**WHAT TO PRODUCE:**
Among the entries beneath this sentence, how many lines include the word "ViewLedger"? Only the number is wanted.

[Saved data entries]
■ ■ ■
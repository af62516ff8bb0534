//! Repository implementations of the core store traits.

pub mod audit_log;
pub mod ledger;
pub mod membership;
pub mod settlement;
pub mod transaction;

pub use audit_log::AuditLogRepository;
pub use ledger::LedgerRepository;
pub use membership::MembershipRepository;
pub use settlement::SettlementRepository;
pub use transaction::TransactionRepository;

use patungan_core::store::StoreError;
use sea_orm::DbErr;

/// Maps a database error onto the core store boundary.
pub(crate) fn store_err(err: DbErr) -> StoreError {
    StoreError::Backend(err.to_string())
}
■ ■ ■
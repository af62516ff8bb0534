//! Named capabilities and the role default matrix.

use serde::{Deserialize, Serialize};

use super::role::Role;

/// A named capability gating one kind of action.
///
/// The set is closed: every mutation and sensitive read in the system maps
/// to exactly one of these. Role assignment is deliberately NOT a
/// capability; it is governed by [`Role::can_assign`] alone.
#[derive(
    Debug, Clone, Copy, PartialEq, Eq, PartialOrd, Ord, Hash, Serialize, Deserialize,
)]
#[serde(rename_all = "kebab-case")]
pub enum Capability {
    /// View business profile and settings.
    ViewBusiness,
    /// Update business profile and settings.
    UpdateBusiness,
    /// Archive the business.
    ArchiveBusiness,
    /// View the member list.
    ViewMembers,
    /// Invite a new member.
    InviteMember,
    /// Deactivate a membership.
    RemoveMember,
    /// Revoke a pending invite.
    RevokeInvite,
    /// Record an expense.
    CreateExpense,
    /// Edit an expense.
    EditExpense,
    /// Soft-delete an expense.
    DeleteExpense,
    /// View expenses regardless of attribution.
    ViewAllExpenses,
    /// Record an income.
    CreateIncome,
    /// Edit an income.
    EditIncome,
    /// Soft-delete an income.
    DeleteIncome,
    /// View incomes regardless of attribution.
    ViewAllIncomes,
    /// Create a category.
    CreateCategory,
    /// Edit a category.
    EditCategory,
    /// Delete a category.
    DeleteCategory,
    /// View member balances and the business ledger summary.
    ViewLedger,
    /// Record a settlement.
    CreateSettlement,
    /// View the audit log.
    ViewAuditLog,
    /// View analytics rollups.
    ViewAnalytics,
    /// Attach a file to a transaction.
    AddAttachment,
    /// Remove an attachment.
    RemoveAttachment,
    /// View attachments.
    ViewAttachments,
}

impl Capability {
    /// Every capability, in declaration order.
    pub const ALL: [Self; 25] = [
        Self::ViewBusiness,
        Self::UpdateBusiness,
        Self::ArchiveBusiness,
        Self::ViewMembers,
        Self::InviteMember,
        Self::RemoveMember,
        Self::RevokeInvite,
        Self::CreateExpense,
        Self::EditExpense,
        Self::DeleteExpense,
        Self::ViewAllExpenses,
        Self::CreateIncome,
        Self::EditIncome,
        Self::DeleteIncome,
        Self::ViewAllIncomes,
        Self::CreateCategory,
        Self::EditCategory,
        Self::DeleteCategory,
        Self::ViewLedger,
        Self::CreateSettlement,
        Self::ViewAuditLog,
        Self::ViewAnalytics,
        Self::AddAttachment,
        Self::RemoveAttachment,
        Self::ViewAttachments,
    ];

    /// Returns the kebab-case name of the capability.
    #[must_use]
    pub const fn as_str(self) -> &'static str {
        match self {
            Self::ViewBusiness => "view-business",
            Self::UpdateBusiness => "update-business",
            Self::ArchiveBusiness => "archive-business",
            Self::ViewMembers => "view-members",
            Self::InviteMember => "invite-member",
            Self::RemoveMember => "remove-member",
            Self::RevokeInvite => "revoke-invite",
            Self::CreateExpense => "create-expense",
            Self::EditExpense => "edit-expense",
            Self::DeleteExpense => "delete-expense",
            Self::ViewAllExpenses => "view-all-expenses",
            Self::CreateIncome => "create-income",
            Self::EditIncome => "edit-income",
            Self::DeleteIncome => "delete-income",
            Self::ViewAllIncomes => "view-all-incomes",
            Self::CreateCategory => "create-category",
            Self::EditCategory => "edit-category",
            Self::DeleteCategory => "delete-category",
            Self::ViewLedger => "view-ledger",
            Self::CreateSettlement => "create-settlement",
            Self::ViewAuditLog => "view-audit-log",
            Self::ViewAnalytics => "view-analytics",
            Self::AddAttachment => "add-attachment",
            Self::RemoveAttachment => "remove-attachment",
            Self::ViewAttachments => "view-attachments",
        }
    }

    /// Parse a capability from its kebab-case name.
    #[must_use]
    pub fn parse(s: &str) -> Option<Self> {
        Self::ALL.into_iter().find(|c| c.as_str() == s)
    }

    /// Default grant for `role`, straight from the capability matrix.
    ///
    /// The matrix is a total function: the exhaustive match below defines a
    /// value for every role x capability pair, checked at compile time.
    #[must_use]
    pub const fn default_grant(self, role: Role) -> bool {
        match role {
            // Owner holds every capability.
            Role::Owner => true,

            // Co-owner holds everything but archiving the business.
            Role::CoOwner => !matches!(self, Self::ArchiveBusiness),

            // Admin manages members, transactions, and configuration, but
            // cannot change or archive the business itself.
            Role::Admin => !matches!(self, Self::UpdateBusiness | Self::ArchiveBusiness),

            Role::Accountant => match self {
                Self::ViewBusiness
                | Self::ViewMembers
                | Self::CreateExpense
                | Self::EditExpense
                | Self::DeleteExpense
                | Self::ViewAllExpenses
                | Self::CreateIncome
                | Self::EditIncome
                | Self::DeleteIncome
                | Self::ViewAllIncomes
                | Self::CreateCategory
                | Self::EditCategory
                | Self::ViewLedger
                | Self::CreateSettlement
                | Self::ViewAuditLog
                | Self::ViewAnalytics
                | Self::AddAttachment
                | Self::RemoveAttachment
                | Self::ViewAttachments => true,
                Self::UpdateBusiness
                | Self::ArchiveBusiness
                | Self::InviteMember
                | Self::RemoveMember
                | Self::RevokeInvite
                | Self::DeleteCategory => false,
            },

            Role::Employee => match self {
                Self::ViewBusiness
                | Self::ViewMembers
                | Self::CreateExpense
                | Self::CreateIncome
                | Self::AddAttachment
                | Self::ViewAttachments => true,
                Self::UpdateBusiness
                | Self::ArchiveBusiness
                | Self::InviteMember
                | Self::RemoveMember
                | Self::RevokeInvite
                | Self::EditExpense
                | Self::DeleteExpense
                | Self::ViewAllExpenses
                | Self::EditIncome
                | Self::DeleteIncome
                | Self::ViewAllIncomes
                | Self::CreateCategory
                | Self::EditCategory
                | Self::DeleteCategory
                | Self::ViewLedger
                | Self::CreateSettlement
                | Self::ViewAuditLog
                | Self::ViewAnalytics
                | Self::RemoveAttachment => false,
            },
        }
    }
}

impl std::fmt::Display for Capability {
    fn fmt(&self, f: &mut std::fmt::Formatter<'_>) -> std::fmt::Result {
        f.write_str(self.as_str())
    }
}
■ ■ ■
**EXPECTED ANSWER:**
5